Members of the Fed expressed expectations that inflation will continue to rise this year. Higher inflation will likely contribute to higher mortgage rates. The 10-yr Treasury broke the 3% yield mark for the first time since 2014. While inflation is growing domestically, lack of inflation is still a concern overseas. The European Central Bank is continuing economic stimulus, helping to keep rates lower here. After 3 months of declines, retail sales were up in march. The increase was fueled by auto sales and big ticket household purchases. Consumer confidence rebounded in April, pointing to underlying strength in the economy. Strong confidence is likely to fuel an increase in consumer spending.

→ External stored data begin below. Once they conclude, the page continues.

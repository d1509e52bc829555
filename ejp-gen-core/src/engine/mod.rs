//! Top-level module for the prediction generation system.
//!
//! This crate provides a seedable two-pool prediction generator, including:
//! - Seedable pseudo-random sources (`Mulberry32`, `Lcg32`, `SystemRandom`)
//! - Weighted sampling without replacement and display shuffling
//! - Four weight-shaping algorithms (`Algorithm`)
//! - Cross-algorithm vote aggregation (consensus)
//! - A high-level generation interface (`Generator`)

/// High-level interface for generating prediction sets.
///
/// Derives one random source per request (from seed text or ambient
/// randomness) and runs the selected method against it.
pub mod generator;

/// Seedable pseudo-random sources driving the sampling pipeline.
///
/// Exposes the `RandomSource` trait, the two deterministic generators,
/// the ambient platform-backed source and the text seed fold.
pub mod rng;

/// Weighted sampling without replacement and Fisher-Yates shuffling.
///
/// This module is not exposed publicly: every seeded trajectory depends
/// on its exact draw consumption.
mod sampler;

/// Insertion-ordered vote counting.
///
/// Shared by the ensemble algorithm and the consensus aggregation.
/// This module is not exposed publicly.
mod tally;

/// The four weight-shaping algorithms and their shared set routine.
pub mod variants;

/// Cross-algorithm consensus aggregation.
///
/// Runs every algorithm several times on one stream and keeps the
/// most-voted numbers. This module is not exposed publicly.
mod consensus;

/// Prediction request parameters.
///
/// Stores the selected method, the number of sets to emit and the
/// optional seed text. Used by `Generator`.
pub mod prediction_input;

/// Result set type and pool dimensions.
pub mod result_set;
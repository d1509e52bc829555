use super::result_set::{EURO_PICKS, MAIN_PICKS, ResultSet};
use super::rng::RandomSource;
use super::sampler::shuffle;
use super::tally::VoteTally;
use super::variants::{Algorithm, generate_set};

/// Sub-draws per algorithm in one consensus pass.
const ROUNDS: usize = 4;

/// Runs every algorithm `ROUNDS` times against the shared stream and
/// keeps the most-voted numbers of the whole batch.
///
/// # Behavior
/// - Algorithms run in `Algorithm::ALL` order, four full sets each, all
///   consuming the one shared stream in sequence
/// - Every emitted number lands in a pool-wide tally; ties resolve
///   first-voted-wins
/// - The winning 5 + 2 numbers are shuffled on the shared stream for
///   display order
pub(crate) fn consensus_set(rand: &mut dyn RandomSource) -> ResultSet {
	let mut votes_main = VoteTally::new();
	let mut votes_euro = VoteTally::new();

	for algorithm in Algorithm::ALL {
		for _ in 0..ROUNDS {
			let set = generate_set(algorithm, rand);
			for number in set.main {
				votes_main.add(number);
			}
			for number in set.euro {
				votes_euro.add(number);
			}
		}
	}

	ResultSet {
		main: shuffle(&votes_main.top(MAIN_PICKS), rand),
		euro: shuffle(&votes_euro.top(EURO_PICKS), rand),
	}
}
use ejp_gen_core::engine::generator::Generator;
use ejp_gen_core::engine::prediction_input::{Method, PredictionInput};
use ejp_gen_core::engine::variants::Algorithm;

fn main() -> Result<(), Box<dyn std::error::Error>> {
    // The generator is stateless between requests: every call derives its
    // own random source from the request's seed
    let app = Generator::new();

    // Seeded request: same seed text, same numbers, on any machine
    let mut input = PredictionInput::new(Method::Algorithm(Algorithm::Statistical));
    input.sets = 3;
    input.seed = Some("demo seed".to_owned());

    for (i, set) in app.predict(&input)?.iter().enumerate() {
        println!(
            "Set {}: main {:?} euro {:?}",
            i + 1,
            set.sorted_main(),
            set.sorted_euro()
        );
    }

    // Re-running the exact same request reproduces the output
    let first = app.predict(&input)?;
    let second = app.predict(&input)?;
    println!("Reproducible: {}", first == second);

    // Method keys are the same strings the HTTP API accepts
    let consensus: Method = "consensus".parse()?;
    let mut consensus_input = PredictionInput::new(consensus);
    consensus_input.seed = Some("demo seed".to_owned());

    let sets = app.predict(&consensus_input)?;
    println!(
        "Consensus set: main {:?} euro {:?}",
        sets[0].sorted_main(),
        sets[0].sorted_euro()
    );

    // No seed means ambient randomness; this line changes on every run
    let unseeded = PredictionInput::new(Method::Algorithm(Algorithm::Quantum));
    println!("Unseeded quantum set: {:?}", app.predict(&unseeded)?[0].sorted_main());

    // Attempting to parse a method key that does not exist
    match "oracle".parse::<Method>() {
        Ok(_) => println!("Should not happen"),
        Err(_) => println!("This method ('oracle') does not exist"),
    }

    // Requesting zero sets is rejected instead of returning nothing
    let mut zero = PredictionInput::new(Method::Algorithm(Algorithm::Neural));
    zero.sets = 0;
    match app.predict(&zero) {
        Ok(_) => println!("Should not happen"),
        Err(_) => println!("Zero sets is invalid, must be at least 1"),
    }

    Ok(())
}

New home sales, which account for 11% of the housing market, increased 4% in March. That’s an 8.8% increase from a year ago, a considerable jump. April housing stats were up even more than expected. The increase included a rebound in multi-family home construction. The number of homeowners benefiting from the mortgage tax break is expected to drop by half in 2018. Only about 20% of all taxpayers have used the break in recent years.
Check out these great rates and give me a call today!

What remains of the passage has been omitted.